In Hilbert II a formal language is used which enables us to describe most domains of mathematics. It is a first order predicate calculus based on the text Elements of Mathematical Logic from P. S. Novikov. The logical axioms and basic rules originate from the book Principles of Mathematical Logic (Grundzüge der theoretischen Logik) (1928) by D. Hilbert and W. Ackermann.

An overview about the used logic in Hilbert II can be found in the script Elements of Mathematical Logic. There are all rules, axioms, definitions and propositions assembled. The propositions are not complete and currently proofs are missing, but the mathematical orientation becomes clear. Meanwhile we have a script with the axioms and inference rule of first-order predicate calculus which contains the beginning propositions of propositional calculus inclusive formal proofs: see qedeq_formal_logic_v1.

Set Theory

Beside logical ones the only axioms in Hilbert II are those of axiomatic set theory. As usual for mathematics the axioms of all other theories could be expressed as simple predicate constant definitions. With common mathematical practice in mind, the set theory used here is not ZFC but Morse-Kelley (an impredicative Neumann-Bernays-Gödel extension). Our mathematical basis text is E. J. Lemmon's wonderful Introduction to Axiomatic Set Theory.
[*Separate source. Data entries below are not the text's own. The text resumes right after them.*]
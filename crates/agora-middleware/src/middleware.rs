//! Middleware trait and chain continuation.
//!
//! Every gateway stage implements [`Middleware`]. A stage either answers the
//! request itself (short-circuit) or hands it on with [`Next::run`].
//!
//! # Example
//!
//! ```ignore
//! use agora_middleware::{BoxFuture, Middleware, MiddlewareContext, Next, Request, Response};
//!
//! struct Noop;
//!
//! impl Middleware for Noop {
//!     fn name(&self) -> &'static str {
//!         "noop"
//!     }
//!
//!     fn process<'a>(
//!         &'a self,
//!         ctx: &'a mut MiddlewareContext,
//!         request: Request,
//!         next: Next<'a>,
//!     ) -> BoxFuture<'a, Response> {
//!         Box::pin(next.run(ctx, request))
//!     }
//! }
//! ```

use crate::context::MiddlewareContext;
use crate::types::{Request, Response};
use std::future::Future;
use std::pin::Pin;

/// A boxed, sendable future.
pub type BoxFuture<'a, T> = Pin<Box<dyn Future<Output = T> + Send + 'a>>;

/// A gateway stage.
///
/// A stage may write a response on failure or augment the context on success.
/// It never rewrites the request URL or body.
pub trait Middleware: Send + Sync + 'static {
    /// Stage name, used in logs.
    fn name(&self) -> &'static str;

    /// Processes the request, calling `next` at most once.
    fn process<'a>(
        &'a self,
        ctx: &'a mut MiddlewareContext,
        request: Request,
        next: Next<'a>,
    ) -> BoxFuture<'a, Response>;
}

/// The rest of the chain.
///
/// Consumed by [`Next::run`], so it can only be invoked once.
pub struct Next<'a> {
    inner: NextInner<'a>,
}

enum NextInner<'a> {
    Chain {
        middleware: &'a dyn Middleware,
        next: Box<Next<'a>>,
    },
    Handler(Box<dyn FnOnce(&mut MiddlewareContext, Request) -> BoxFuture<'static, Response> + Send + 'a>),
}

impl<'a> Next<'a> {
    pub(crate) fn new(middleware: &'a dyn Middleware, next: Next<'a>) -> Self {
        Self {
            inner: NextInner::Chain {
                middleware,
                next: Box::new(next),
            },
        }
    }

    pub(crate) fn handler<F>(f: F) -> Self
    where
        F: FnOnce(&mut MiddlewareContext, Request) -> BoxFuture<'static, Response> + Send + 'a,
    {
        Self {
            inner: NextInner::Handler(Box::new(f)),
        }
    }

    /// Runs the next stage, or the handler at the end of the chain.
    pub async fn run(self, ctx: &mut MiddlewareContext, request: Request) -> Response {
        match self.inner {
            NextInner::Chain { middleware, next } => middleware.process(ctx, request, *next).await,
            NextInner::Handler(handler) => handler(ctx, request).await,
        }
    }
}

#[cfg(test)]
mod tests {
    use super::*;
    use crate::types::ResponseExt;
    use bytes::Bytes;
    use http::StatusCode;
    use http_body_util::Full;

    struct Reject;

    impl Middleware for Reject {
        fn name(&self) -> &'static str {
            "reject"
        }

        fn process<'a>(
            &'a self,
            _ctx: &'a mut MiddlewareContext,
            _request: Request,
            _next: Next<'a>,
        ) -> BoxFuture<'a, Response> {
            Box::pin(async { Response::json(StatusCode::IM_A_TEAPOT, &serde_json::json!({})) })
        }
    }

    fn request() -> Request {
        http::Request::builder()
            .uri("/x")
            .body(Full::new(Bytes::new()))
            .unwrap()
    }

    fn ok_handler() -> Next<'static> {
        Next::handler(|_ctx, _req| {
            Box::pin(async { Response::json(StatusCode::OK, &serde_json::json!({})) })
        })
    }

    #[tokio::test]
    async fn handler_runs_at_end_of_chain() {
        let mut ctx = MiddlewareContext::new("127.0.0.1");
        let response = ok_handler().run(&mut ctx, request()).await;
        assert_eq!(response.status(), StatusCode::OK);
    }

    #[tokio::test]
    async fn stage_can_short_circuit() {
        let reject = Reject;
        let mut ctx = MiddlewareContext::new("127.0.0.1");
        let next = Next::new(&reject, ok_handler());
        let response = next.run(&mut ctx, request()).await;
        assert_eq!(response.status(), StatusCode::IM_A_TEAPOT);
        assert_eq!(reject.name(), "reject");
    }
}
In Axiomatic Set Theory we construct systematically our set theory. This is a living document and is updated from time to time. Especially at the locations marked with "+++" additions or changes will be made. See also under planning.

Literature

  • D. Hilbert und W. Ackermann, Grundzüge der theoretischen Logik, Berlin: Springer, 1928.
  • P. S. Novikov, Elements of Mathematical Logic, Edinburgh: Oliver and Boyd, 1964.
  • A. N. Whitehead und B. Russell, Principia Mathematica, London: Cambridge University Press, 1910.
  • E. J. Lemmon, Introduction to Axiomatic Set Theory, London: Routledge & Kegan Paul Ltd, 1968.
  • J. Schmidt, Mengenlehre I, Mannheim: BI, 1966.
  • J. D. Monk, Introduction to Set Theory, New York: McGraw-Hill, 1996.
  • G. Takenti, W. M. Zaring, Introduction to Axiomatic Set Theory, New York: Springer, 1971.